USSP is a planned Submarine rescue ship of the Marina Militare, financed with 2017's balance law.
It is expected to replace Italian ship Anteo (A 5309).

Functions
USSP will be a multipurpose ship, thought to accomplish different missions:
 Submarine Rescue, through a deployable Submarine Rescue System (SRS), embarked on the stern portion of the weather deck.
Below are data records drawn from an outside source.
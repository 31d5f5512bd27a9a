/// Structured error types for pharmd-core.
///
/// Uses `thiserror` for better API surface and error composition.
/// The binary crate (pharmd-cli) can still use `anyhow` for convenience,
/// but library consumers get structured, composable errors.
use thiserror::Error;

/// Main error type for pharmd-core operations
#[derive(Error, Debug)]
pub enum PharmError {
    /// Configuration value missing or malformed
    #[error("Configuration error: {reason}")]
    Config { reason: String },

    /// A required environment variable is not set
    #[error("Missing required environment variable '{name}'")]
    MissingEnv { name: String },

    /// A value failed to parse (bind addresses, ports)
    #[error("Invalid value for {field}: '{value}': {reason}")]
    InvalidValue {
        field: String,
        value: String,
        reason: String,
    },
}

/// Result type alias for pharmd-core operations
pub type Result<T> = std::result::Result<T, PharmError>;

impl PharmError {
    /// Create a config error
    pub fn config(reason: impl Into<String>) -> Self {
        Self::Config {
            reason: reason.into(),
        }
    }

    /// Create a missing environment variable error
    pub fn missing_env(name: impl Into<String>) -> Self {
        Self::MissingEnv { name: name.into() }
    }

    /// Create an invalid value error
    pub fn invalid_value(
        field: impl Into<String>,
        value: impl Into<String>,
        reason: impl Into<String>,
    ) -> Self {
        Self::InvalidValue {
            field: field.into(),
            value: value.into(),
            reason: reason.into(),
        }
    }
}
//! CLI subcommand implementations

pub mod db;
pub mod serve;
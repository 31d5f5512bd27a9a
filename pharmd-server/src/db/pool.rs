//! Database connection pool management
//!
//! Uses sqlx PgPool with explicit connection limits.

use sqlx::postgres::PgPoolOptions;
use sqlx::PgPool;

/// Default maximum connections for the pool.
const DEFAULT_MAX_CONNECTIONS: u32 = 10;

/// Create a PostgreSQL connection pool.
///
/// # Arguments
///
/// * `database_url` - PostgreSQL connection string
///
/// # Errors
///
/// Returns an error if the connection fails.
///
/// # Example
///
/// ```ignore
/// let pool = create_pool("postgres://localhost/app").await?;
/// ```
pub async fn create_pool(database_url: &str) -> Result<PgPool, sqlx::Error> {
    create_pool_with_options(database_url, DEFAULT_MAX_CONNECTIONS).await
}

/// Create a PostgreSQL connection pool with custom options.
///
/// # Arguments
///
/// * `database_url` - PostgreSQL connection string
/// * `max_connections` - Maximum number of connections in the pool
pub async fn create_pool_with_options(
    database_url: &str,
    max_connections: u32,
) -> Result<PgPool, sqlx::Error> {
    PgPoolOptions::new()
        .max_connections(max_connections)
        .connect(database_url)
        .await
}

/// Create a single-connection pool for catalog maintenance.
///
/// The bootstrap issues `CREATE DATABASE`, which needs only one
/// connection and must target a database that already exists.
pub async fn create_admin_pool(admin_url: &str) -> Result<PgPool, sqlx::Error> {
    create_pool_with_options(admin_url, 1).await
}

#[cfg(test)]
mod tests {
    use super::*;

    // Integration tests require a real database
    // Run with: DATABASE_URL=postgres://... cargo test -p pharmd-server

    #[tokio::test]
    #[ignore = "requires database"]
    async fn pool_acquires_connection() {
        let url = std::env::var("DATABASE_URL").expect("DATABASE_URL required");
        let pool = create_pool(&url).await.expect("pool creation failed");

        // Verify we can execute a query
        let result: (i32,) = sqlx::query_as("SELECT 1")
            .fetch_one(&pool)
            .await
            .expect("query failed");

        assert_eq!(result.0, 1);
    }
}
The ship is also fitted to host, as an alternative, either NATO Submarine Rescue System (NSRS) or US Navy SRDRS; DRASS Galeazzi SRV-650 is expected as SRS
 Diving Support, through an organic saturation system (SAT), located amidships, which includes two hyperbaric chambers (up to 6 persons each), one transfer under pressure (TUP) system, one hyperbaric boat (up to 16 persons), one working bell (300 m beneath the surface), operated through a dedicated moon-pool
 Hydro-Oceanographic activities, by means of specific sensor suite and hardware, including echo-sounder, Doppler log, Sub bottom profiler, Acoustic Doppler Current Profiler, etc.
 Navy Seals Support, by hosting and deploying special forces and relevant equipment.

History 
USSP program beginning on 2010 when parliamentary defence commission approved the act "Programma pluriennale di A/R n. SMD 02/2010, relativo all'acquisizione di un'unità navale di supporto subacqueo polivalente di ARS/NAI" (Multi-year program for multi-purpose Submarine support naval unit).
ARS/NAI vessel was fitted for a cost of € (EUR) 125 million, then updated to 300 and, finally, to 434 million Euros.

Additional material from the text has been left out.